To use the Gurobi solver backend:

pip install "rollotree[gurobi]"

Quick Start

import pandas as pd
from rollotree import RollingOCT

# Load data
train = pd.read_csv("rollotree/data/train.csv")
X_train = train.drop("y", axis=1)
y_train = train["y"]

test = pd.read_csv("rollotree/data/test.csv")
X_test = test.drop("y", axis=1)
y_test = test["y"]

# Train a depth-3 tree using the open-source HiGHS solver
model = RollingOCT(depth=3, criterion="gini", solver="highs")
model.fit(X_train, y_train)

# Evaluate
print(f"Test accuracy: {model.score(X_test, y_test):.3f}")

API Reference

RollingOCT

RollingOCT(
    depth=2,              # Maximum tree depth (>= 2)
    criterion="gini",     # "gini" or "misclassification"
    solver="highs",       # "highs", "gurobi", or "cbc"
    time_limit=1800,      # Max seconds per depth-2 subproblem
    mip_gap=None,         # MIP optimality gap (e.g. 0.01 for 1%)
    big_m=99,             # Penalty for empty-leaf splits
    log_to_console=False,
    min_samples_split=2,  # Min samples to solve a subproblem
    min_samples_leaf=1,   # Min samples per leaf node
)

Methods:

Method Description
fit(X, y) Train the model. X is a binary feature matrix (DataFrame or array), y is the target. Returns self.
predict(X) Return class predictions as a numpy array.
score(X, y) Return accuracy (fraction correct).
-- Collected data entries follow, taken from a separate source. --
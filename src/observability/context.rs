use std::time::Instant;

use chrono::{DateTime, Utc};
use serde::{Deserialize, Serialize};

use super::sampling::SamplingReason;

/// Accumulated structured record for one in-flight request.
///
/// Created by the request log middleware, enriched by collaborators through the
/// store functions, and serialized once at completion if the request is kept.
#[derive(Debug, Clone, Serialize)]
#[serde(rename_all = "camelCase")]
pub struct LogContext {
    pub request_id: String,
    pub start_time: DateTime<Utc>,
    #[serde(skip_serializing_if = "Option::is_none")]
    pub end_time: Option<DateTime<Utc>>,
    #[serde(skip_serializing_if = "Option::is_none")]
    pub duration_ms: Option<u64>,
    pub method: String,
    pub url: String,
    #[serde(skip_serializing_if = "Option::is_none")]
    pub status_code: Option<u16>,
    #[serde(skip_serializing_if = "Option::is_none")]
    pub ip: Option<String>,
    #[serde(skip_serializing_if = "Option::is_none")]
    pub user_agent: Option<String>,
    #[serde(skip_serializing_if = "Option::is_none")]
    pub user_id: Option<String>,
    #[serde(skip_serializing_if = "Option::is_none")]
    pub user_role: Option<String>,
    #[serde(skip_serializing_if = "Option::is_none")]
    pub org_id: Option<String>,
    #[serde(skip_serializing_if = "Option::is_none")]
    pub org_slug: Option<String>,
    #[serde(skip_serializing_if = "Option::is_none")]
    pub org_role: Option<String>,
    #[serde(skip_serializing_if = "std::ops::Not::not")]
    pub is_impersonated: bool,
    #[serde(skip_serializing_if = "Option::is_none")]
    pub impersonator_id: Option<String>,
    pub db_queries_count: u32,
    #[serde(skip_serializing_if = "Option::is_none")]
    pub error: Option<ErrorDetails>,
    pub trace: Vec<TraceEntry>,
    pub sampled: bool,
    #[serde(skip_serializing_if = "Option::is_none")]
    pub sampling_reason: Option<SamplingReason>,
    #[serde(skip)]
    started: Instant,
}

impl Default for LogContext {
    fn default() -> Self {
        Self {
            request_id: String::new(),
            start_time: Utc::now(),
            end_time: None,
            duration_ms: None,
            method: String::new(),
            url: String::new(),
            status_code: None,
            ip: None,
            user_agent: None,
            user_id: None,
            user_role: None,
            org_id: None,
            org_slug: None,
            org_role: None,
            is_impersonated: false,
            impersonator_id: None,
            db_queries_count: 0,
            error: None,
            trace: Vec::new(),
            sampled: false,
            sampling_reason: None,
            started: Instant::now(),
        }
    }
}

impl LogContext {
    /// Start a context for a request that begins now.
    pub fn new(request_id: impl Into<String>, method: impl Into<String>, url: impl Into<String>) -> Self {
        Self {
            request_id: request_id.into(),
            method: method.into(),
            url: url.into(),
            ..Self::default()
        }
    }

    /// Milliseconds elapsed since the request started, on the monotonic clock.
    pub fn elapsed_ms(&self) -> u64 {
        u64::try_from(self.started.elapsed().as_millis()).unwrap_or(u64::MAX)
    }

    /// Shallow-merge the populated fields of `patch`.
    ///
    /// `request_id` is only taken while the context has none yet.
    pub fn apply(&mut self, patch: ContextPatch) {
        if let Some(request_id) = patch.request_id {
            if self.request_id.is_empty() {
                self.request_id = request_id;
            }
        }
        if let Some(method) = patch.method {
            self.method = method;
        }
        if let Some(url) = patch.url {
            self.url = url;
        }
        if patch.status_code.is_some() {
            self.status_code = patch.status_code;
        }
        if patch.ip.is_some() {
            self.ip = patch.ip;
        }
        if patch.user_agent.is_some() {
            self.user_agent = patch.user_agent;
        }
        if patch.user_id.is_some() {
            self.user_id = patch.user_id;
        }
        if patch.user_role.is_some() {
            self.user_role = patch.user_role;
        }
        if patch.org_id.is_some() {
            self.org_id = patch.org_id;
        }
        if patch.org_slug.is_some() {
            self.org_slug = patch.org_slug;
        }
        if patch.org_role.is_some() {
            self.org_role = patch.org_role;
        }
        if let Some(is_impersonated) = patch.is_impersonated {
            self.is_impersonated = is_impersonated;
        }
        if patch.impersonator_id.is_some() {
            self.impersonator_id = patch.impersonator_id;
        }
        if let Some(count) = patch.db_queries_count {
            self.db_queries_count = count;
        }
        if patch.error.is_some() {
            self.error = patch.error;
        }
    }

    pub fn record_user(&mut self, user: &UserIdentity) {
        self.user_id = Some(user.id.clone());
        if user.role.is_some() {
            self.user_role = user.role.clone();
        }
    }

    pub fn record_org(&mut self, org: &OrgIdentity, role: Option<&str>) {
        self.org_id = Some(org.id.clone());
        if org.slug.is_some() {
            self.org_slug = org.slug.clone();
        }
        if let Some(role) = role {
            self.org_role = Some(role.to_string());
        }
    }

    pub fn record_impersonation(&mut self, impersonator_id: impl Into<String>) {
        self.is_impersonated = true;
        self.impersonator_id = Some(impersonator_id.into());
    }

    pub fn add_db_queries(&mut self, count: u32) {
        self.db_queries_count = self.db_queries_count.saturating_add(count);
    }

    pub fn push_trace(&mut self, level: TraceLevel, message: impl Into<String>) {
        let offset_ms = self.elapsed_ms();
        self.trace.push(TraceEntry {
            level,
            message: message.into(),
            offset_ms,
        });
    }

    /// Stamp end time, duration and status. Returns the duration in milliseconds.
    pub fn finish(&mut self, status_code: u16) -> u64 {
        let elapsed = self.started.elapsed();
        let duration_ms = u64::try_from(elapsed.as_millis()).unwrap_or(u64::MAX);
        let end = chrono::Duration::from_std(elapsed)
            .ok()
            .and_then(|d| self.start_time.checked_add_signed(d))
            .unwrap_or(self.start_time);

        self.end_time = Some(end);
        self.duration_ms = Some(duration_ms);
        self.status_code = Some(status_code);
        duration_ms
    }

    /// Record the sampling outcome. Only the first call has any effect.
    pub fn mark_sampled(&mut self, sampled: bool, reason: SamplingReason) {
        if self.sampling_reason.is_none() {
            self.sampled = sampled;
            self.sampling_reason = Some(reason);
        }
    }

    /// `"<METHOD> <URL> <STATUS> <DURATION>ms"`, with the error message appended when present.
    pub fn summary(&self) -> String {
        let status = self
            .status_code
            .map(|s| s.to_string())
            .unwrap_or_else(|| "-".to_string());
        let mut line = format!(
            "{} {} {} {}ms",
            self.method,
            self.url,
            status,
            self.duration_ms.unwrap_or(0)
        );
        if let Some(error) = &self.error {
            line.push_str(" ERROR: ");
            line.push_str(&error.message);
        }
        line
    }
}

/// Partial update for [`LogContext::apply`].
#[derive(Debug, Clone, Default)]
pub struct ContextPatch {
    pub request_id: Option<String>,
    pub method: Option<String>,
    pub url: Option<String>,
    pub status_code: Option<u16>,
    pub ip: Option<String>,
    pub user_agent: Option<String>,
    pub user_id: Option<String>,
    pub user_role: Option<String>,
    pub org_id: Option<String>,
    pub org_slug: Option<String>,
    pub org_role: Option<String>,
    pub is_impersonated: Option<bool>,
    pub impersonator_id: Option<String>,
    pub db_queries_count: Option<u32>,
    pub error: Option<ErrorDetails>,
}

impl ContextPatch {
    pub fn request_id(request_id: impl Into<String>) -> Self {
        Self {
            request_id: Some(request_id.into()),
            ..Self::default()
        }
    }
}

#[derive(Debug, Clone, Copy, PartialEq, Eq, Serialize, Deserialize)]
#[serde(rename_all = "lowercase")]
pub enum TraceLevel {
    Debug,
    Info,
    Warn,
}

/// Breadcrumb left during request handling.
#[derive(Debug, Clone, PartialEq, Eq, Serialize, Deserialize)]
#[serde(rename_all = "camelCase")]
pub struct TraceEntry {
    pub level: TraceLevel,
    pub message: String,
    pub offset_ms: u64,
}

#[derive(Debug, Clone, PartialEq, Eq, Serialize, Deserialize)]
pub struct ErrorDetails {
    pub message: String,
    #[serde(skip_serializing_if = "Option::is_none")]
    pub stack: Option<String>,
    #[serde(skip_serializing_if = "Option::is_none")]
    pub code: Option<String>,
}

impl ErrorDetails {
    pub fn new(message: impl Into<String>) -> Self {
        Self {
            message: message.into(),
            stack: None,
            code: None,
        }
    }

    pub fn with_code(mut self, code: impl Into<String>) -> Self {
        self.code = Some(code.into());
        self
    }

    pub fn with_stack(mut self, stack: impl Into<String>) -> Self {
        self.stack = Some(stack.into());
        self
    }

    /// Build details from an error, using its `source()` chain as the stack.
    pub fn from_error(err: &(dyn std::error::Error + 'static)) -> Self {
        let mut chain = Vec::new();
        let mut source = err.source();
        while let Some(cause) = source {
            chain.push(format!("caused by: {cause}"));
            source = cause.source();
        }

        let details = Self::new(err.to_string());
        if chain.is_empty() {
            details
        } else {
            details.with_stack(chain.join("\n"))
        }
    }
}

/// Identity attached once authentication resolves.
#[derive(Debug, Clone, Default)]
pub struct UserIdentity {
    pub id: String,
    pub email: Option<String>,
    pub role: Option<String>,
}

/// Organization attached once the tenant for the request resolves.
#[derive(Debug, Clone, Default)]
pub struct OrgIdentity {
    pub id: String,
    pub slug: Option<String>,
}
Attributes (after fitting):

Attribute Description
tree_ The fitted DecisionTree object
depth_results_ Dict mapping depth → DepthResult(depth, training_accuracy, test_accuracy, elapsed_time)
classes_ Sorted list of unique class labels
features_ List of feature indices used

Solver Options

Solver Install Notes
"highs" pip install highspy (included in requirements) Best open-source MIP solver. Default.
"gurobi" pip install gurobipy + license Fastest commercial solver.
"cbc" Bundled with PuLP Fallback open-source solver.

Examples

See the examples/ directory for Jupyter notebooks:

Dataset

An example dataset is provided under rollotree/data/ — a binarized version of the Wine Dataset (3-class, 130 binary features).

How It Works

  1. OCT-2 Formulation: Solves a MIP to find the optimal depth-2 binary classification tree. Binary variables select which feature to split on at each node, and the objective minimizes total leaf impurity.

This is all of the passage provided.